Work to be completed
Starting with the line that mentions "50: exactly 2%", repeat each line verbatim until the entries end, both ends included.

The data
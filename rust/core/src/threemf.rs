// This Source Code Form is subject to the terms of the Mozilla Public
// License, v. 2.0. If a copy of the MPL was not distributed with this
// file, You can obtain one at https://mozilla.org/MPL/2.0/.

//! 3MF container parsing.
//!
//! A 3MF file is a ZIP archive whose `3D/3dmodel.model` part holds an XML
//! model. Two readers live here:
//!
//! - [`parse_container`] is the strict fast path. It requires the model root
//!   to be namespace-qualified and only looks at elements in that namespace.
//! - [`read_scene`] is the lenient reader used by the general loader. It
//!   matches on local names and returns one geometry entry per object.
//!
//! Only per-object vertices and triangles are read. Build items, components
//! and transforms are ignored.

use std::io::{Cursor, Read};
use std::str::FromStr;

use quick_xml::events::{BytesStart, Event};
use quick_xml::name::{QName, ResolveResult};
use quick_xml::reader::NsReader;
use zip::ZipArchive;

use crate::error::{Error, Result};
use crate::raw::{RawMesh, Scene};

/// Suffix identifying the model part inside the archive (lowercase)
pub const MODEL_PART_NAME: &str = "3dmodel.model";

/// Largest model part read into memory
pub const MAX_MODEL_PART_BYTES: u64 = 512 * 1024 * 1024;

/// Upfront reservation per archive byte; the declared size is untrusted
const RESERVE_PER_ARCHIVE_BYTE: u64 = 4;

/// Parse a 3MF archive straight into one merged triangle soup.
///
/// Every `object` with a `mesh` child becomes a sub-mesh; objects with no
/// vertices or no triangles are dropped. Fails when the model part is
/// missing, the XML is malformed, the root has no namespace, or nothing
/// survives.
pub fn parse_container(data: &[u8]) -> Result<RawMesh> {
    let content = read_model_part(data, false)?;
    let objects = collect_objects(&content, true)?;

    if objects.is_empty() {
        return Err(Error::NoGeometry);
    }

    tracing::debug!(objects = objects.len(), "Parsed 3MF container");
    Ok(RawMesh::concat(objects.iter().map(|(_, mesh)| mesh)))
}

/// Read a 3MF archive as a scene keyed by object id.
pub fn read_scene(data: &[u8]) -> Result<Scene> {
    let content = read_model_part(data, true)?;

    let mut scene = Scene::new();
    for (id, mesh) in collect_objects(&content, false)? {
        scene.add_geometry(id, mesh);
    }
    Ok(scene)
}

/// Locate and read the model part. The lenient reader also accepts any
/// `.model` entry when the canonical name is absent.
fn read_model_part(data: &[u8], lenient: bool) -> Result<String> {
    let mut archive = ZipArchive::new(Cursor::new(data))?;

    let mut part = archive
        .file_names()
        .find(|name| name.to_ascii_lowercase().ends_with(MODEL_PART_NAME))
        .map(str::to_owned);

    if part.is_none() && lenient {
        part = archive
            .file_names()
            .find(|name| name.to_ascii_lowercase().ends_with(".model"))
            .map(str::to_owned);
    }

    let name = part.ok_or(Error::MissingModelPart(MODEL_PART_NAME))?;
    let mut file = archive.by_name(&name)?;
    let reserve = file
        .size()
        .min(data.len() as u64 * RESERVE_PER_ARCHIVE_BYTE)
        .min(MAX_MODEL_PART_BYTES);
    let mut content = String::with_capacity(reserve as usize);
    (&mut file)
        .take(MAX_MODEL_PART_BYTES + 1)
        .read_to_string(&mut content)?;
    if content.len() as u64 > MAX_MODEL_PART_BYTES {
        return Err(Error::ModelPartTooLarge {
            limit: MAX_MODEL_PART_BYTES,
        });
    }

    tracing::trace!(part = %name, size = content.len(), "Read 3MF model part");
    Ok(content)
}

/// Walk the model XML and collect `(object id, mesh)` pairs.
fn collect_objects(content: &str, strict: bool) -> Result<Vec<(String, RawMesh)>> {
    let mut reader = NsReader::from_str(content);
    reader.config_mut().trim_text(true);

    let mut namespace: Option<Vec<u8>> = None;
    let mut collector = ObjectCollector::default();

    loop {
        match reader.read_event()? {
            Event::Start(e) => {
                if let Some(local) = element_name(&reader, e.name(), strict, &mut namespace)? {
                    collector.open(local, &e, false)?;
                }
            }
            Event::Empty(e) => {
                if let Some(local) = element_name(&reader, e.name(), strict, &mut namespace)? {
                    collector.open(local, &e, true)?;
                }
            }
            Event::End(e) => {
                if let Some(local) = element_name(&reader, e.name(), strict, &mut namespace)? {
                    collector.close(local)?;
                }
            }
            Event::Eof => break,
            _ => {}
        }
    }

    Ok(collector.objects)
}

/// Local name of an element, or `None` when strict mode says it lives
/// outside the model namespace. The first element seen is the root and fixes
/// the namespace.
fn element_name<'e>(
    reader: &NsReader<&[u8]>,
    name: QName<'e>,
    strict: bool,
    namespace: &mut Option<Vec<u8>>,
) -> Result<Option<&'e [u8]>> {
    let (resolved, local) = reader.resolve_element(name);
    if !strict {
        return Ok(Some(local.into_inner()));
    }

    let bound = match resolved {
        ResolveResult::Bound(ns) => Some(ns.as_ref().to_vec()),
        _ => None,
    };

    match namespace {
        None => {
            let ns = bound.ok_or(Error::MissingNamespace)?;
            *namespace = Some(ns);
            Ok(Some(local.into_inner()))
        }
        Some(root) => Ok((bound.as_deref() == Some(root.as_slice())).then(|| local.into_inner())),
    }
}

/// Object currently being read
#[derive(Default)]
struct ObjectBuilder {
    id: Option<String>,
    has_mesh: bool,
    mesh: RawMesh,
}

#[derive(Default)]
struct ObjectCollector {
    objects: Vec<(String, RawMesh)>,
    current: Option<ObjectBuilder>,
    seen: usize,
    in_mesh: bool,
    in_vertices: bool,
    in_triangles: bool,
}

impl ObjectCollector {
    fn open(&mut self, local: &[u8], element: &BytesStart<'_>, empty: bool) -> Result<()> {
        match local {
            b"object" if !empty => {
                self.current = Some(ObjectBuilder {
                    id: attribute_string(element, b"id"),
                    ..ObjectBuilder::default()
                });
            }
            b"mesh" => {
                if let Some(object) = self.current.as_mut() {
                    object.has_mesh = true;
                    self.in_mesh = !empty;
                }
            }
            b"vertices" => self.in_vertices = self.in_mesh && !empty,
            b"triangles" => self.in_triangles = self.in_mesh && !empty,
            b"vertex" if self.in_vertices => {
                if let Some(object) = self.current.as_mut() {
                    object.mesh.vertices.push(parse_vertex(element)?);
                }
            }
            b"triangle" if self.in_triangles => {
                if let Some(object) = self.current.as_mut() {
                    object.mesh.triangles.push(parse_triangle(element)?);
                }
            }
            _ => {}
        }
        Ok(())
    }

    fn close(&mut self, local: &[u8]) -> Result<()> {
        match local {
            b"object" => {
                if let Some(object) = self.current.take() {
                    self.finish(object)?;
                }
            }
            b"mesh" => {
                self.in_mesh = false;
                self.in_vertices = false;
                self.in_triangles = false;
            }
            b"vertices" => self.in_vertices = false,
            b"triangles" => self.in_triangles = false,
            _ => {}
        }
        Ok(())
    }

    fn finish(&mut self, object: ObjectBuilder) -> Result<()> {
        let index = self.seen;
        self.seen += 1;

        if !object.has_mesh || object.mesh.is_empty() {
            tracing::trace!(object = index, "Skipping object without usable mesh");
            return Ok(());
        }

        let vertex_count = object.mesh.vertices.len();
        if let Some(&index) = object
            .mesh
            .triangles
            .iter()
            .flatten()
            .find(|&&i| i as usize >= vertex_count)
        {
            return Err(Error::IndexOutOfRange {
                index,
                vertex_count,
            });
        }

        let id = object.id.unwrap_or_else(|| format!("object_{}", index));
        self.objects.push((id, object.mesh));
        Ok(())
    }
}

fn attribute_string(element: &BytesStart<'_>, key: &[u8]) -> Option<String> {
    element
        .attributes()
        .flatten()
        .find(|attr| attr.key.as_ref() == key)
        .map(|attr| String::from_utf8_lossy(&attr.value).into_owned())
}

/// Vertex from `x`, `y`, `z`; missing coordinates default to 0.
/// `NaN` and infinities are rejected.
fn parse_vertex(element: &BytesStart<'_>) -> Result<[f64; 3]> {
    let mut coords = [0.0_f64; 3];
    for attr in element.attributes().flatten() {
        let slot = match attr.key.as_ref() {
            b"x" => 0,
            b"y" => 1,
            b"z" => 2,
            _ => continue,
        };
        let value: f64 = parse_number(attr.key.as_ref(), &attr.value)?;
        if !value.is_finite() {
            return Err(Error::invalid_attribute(attr.key.as_ref(), &attr.value));
        }
        coords[slot] = value;
    }
    Ok(coords)
}

/// Triangle from `v1`, `v2`, `v3`; missing indices default to 0
fn parse_triangle(element: &BytesStart<'_>) -> Result<[u32; 3]> {
    let mut indices = [0_u32; 3];
    for attr in element.attributes().flatten() {
        let slot = match attr.key.as_ref() {
            b"v1" => 0,
            b"v2" => 1,
            b"v3" => 2,
            _ => continue,
        };
        indices[slot] = parse_number(attr.key.as_ref(), &attr.value)?;
    }
    Ok(indices)
}

fn parse_number<T: FromStr>(name: &[u8], value: &[u8]) -> Result<T> {
    std::str::from_utf8(value)
        .ok()
        .and_then(|s| s.trim().parse().ok())
        .ok_or_else(|| Error::invalid_attribute(name, value))
}
// This Source Code Form is subject to the terms of the Mozilla Public
// License, v. 2.0. If a copy of the MPL was not distributed with this
// file, You can obtain one at https://mozilla.org/MPL/2.0/.

//! Overhang detection against a fixed build axis.
//!
//! A face counts as an overhang when the dot product of its unit normal with
//! the downward build direction is below cos 45°. That comparison also
//! catches vertical walls (dot 0), upward faces (dot -1) and degenerate
//! faces (zero normal). The behaviour is kept as-is for compatibility with
//! existing results.

use nalgebra::Vector3;

use crate::mesh::Mesh;

/// Downward build/gravity direction
pub const BUILD_DIRECTION: Vector3<f64> = Vector3::new(0.0, 0.0, -1.0);

/// cos 45°
pub const OVERHANG_COS_THRESHOLD: f64 = std::f64::consts::FRAC_1_SQRT_2;

/// Overhang fraction above which the mesh is flagged
pub const OVERHANG_FRACTION_LIMIT: f64 = 0.02;

/// Per-mesh overhang summary
#[derive(Debug, Clone, Copy, PartialEq)]
pub struct OverhangAnalysis {
    pub overhang_faces: usize,
    pub total_faces: usize,
    /// `overhang_faces / total_faces`, 0 for a faceless mesh
    pub fraction: f64,
    pub has_overhangs: bool,
}

impl OverhangAnalysis {
    /// Overhang share as a percentage
    pub fn percentage(&self) -> f64 {
        self.fraction * 100.0
    }
}

/// Whether a single face normal falls below the overhang threshold
#[inline]
pub fn is_overhang(normal: &Vector3<f64>) -> bool {
    normal.dot(&BUILD_DIRECTION) < OVERHANG_COS_THRESHOLD
}

/// Classify every face and flag the mesh when more than 2% overhang.
pub fn detect_overhangs(mesh: &Mesh) -> OverhangAnalysis {
    let total_faces = mesh.triangle_count();
    let overhang_faces = (0..total_faces)
        .filter(|&face| is_overhang(&mesh.face_normal(face)))
        .count();

    let fraction = overhang_faces as f64 / total_faces.max(1) as f64;

    OverhangAnalysis {
        overhang_faces,
        total_faces,
        fraction,
        has_overhangs: fraction > OVERHANG_FRACTION_LIMIT,
    }
}

#[cfg(test)]
mod tests {
    use super::*;
    use nalgebra::Point3;

    /// Append horizontal triangles, either facing down or up
    fn add_flat_faces(mesh: &mut Mesh, count: usize, facing_down: bool) {
        for _ in 0..count {
            let base = mesh.vertex_count() as u32;
            let x = base as f64;
            mesh.add_vertex(Point3::new(x, 0.0, 0.0));
            mesh.add_vertex(Point3::new(x + 1.0, 0.0, 0.0));
            mesh.add_vertex(Point3::new(x, 1.0, 0.0));
            if facing_down {
                mesh.add_triangle(base, base + 2, base + 1);
            } else {
                mesh.add_triangle(base, base + 1, base + 2);
            }
        }
    }

    fn flat_faces(count: usize, facing_down: bool) -> Mesh {
        let mut mesh = Mesh::new();
        add_flat_faces(&mut mesh, count, facing_down);
        mesh
    }

    #[test]
    fn test_downward_faces_are_not_below_threshold() {
        // Normal (0,0,-1) has dot 1 with the build direction
        let mesh = flat_faces(10, true);
        let result = detect_overhangs(&mesh);
        assert_eq!(result.overhang_faces, 0);
        assert!(!result.has_overhangs);
    }

    #[test]
    fn test_upward_faces_are_counted() {
        // Normal (0,0,1) has dot -1 with the build direction
        let mesh = flat_faces(10, false);
        let result = detect_overhangs(&mesh);
        assert_eq!(result.overhang_faces, 10);
        assert_eq!(result.fraction, 1.0);
        assert!(result.has_overhangs);
    }

    #[test]
    fn test_empty_mesh() {
        let result = detect_overhangs(&Mesh::new());
        assert_eq!(result.fraction, 0.0);
        assert!(!result.has_overhangs);
    }

    #[test]
    fn test_two_percent_is_not_flagged() {
        // 1 up-facing face among 50: exactly 2%
        let mut mesh = flat_faces(49, true);
        add_flat_faces(&mut mesh, 1, false);
        let result = detect_overhangs(&mesh);
        assert_eq!(result.fraction, 0.02);
        assert!(!result.has_overhangs);

        add_flat_faces(&mut mesh, 1, false);
        assert!(detect_overhangs(&mesh).has_overhangs);
    }

    #[test]
    fn test_threshold_is_strict() {
        assert!(!is_overhang(&Vector3::new(0.0, 0.0, -1.0)));
        assert!(is_overhang(&Vector3::new(1.0, 0.0, 0.0)));
        assert!(is_overhang(&Vector3::zeros()));
        let steep = Vector3::new(0.0, 0.5, -0.9).normalize();
        assert!(!is_overhang(&steep));
    }
}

Exercise response
        // 1 up-facing face among 50: exactly 2%
        let mut mesh = flat_faces(49, true);
        add_flat_faces(&mut mesh, 1, false);
        let result = detect_overhangs(&mesh);
        assert_eq!(result.fraction, 0.02);
        assert!(!result.has_overhangs);

        add_flat_faces(&mut mesh, 1, false);
        assert!(detect_overhangs(&mesh).has_overhangs);
    }

    #[test]
    fn test_threshold_is_strict() {
        assert!(!is_overhang(&Vector3::new(0.0, 0.0, -1.0)));
        assert!(is_overhang(&Vector3::new(1.0, 0.0, 0.0)));
        assert!(is_overhang(&Vector3::zeros()));
        let steep = Vector3::new(0.0, 0.5, -0.9).normalize();
        assert!(!is_overhang(&steep));
    }
}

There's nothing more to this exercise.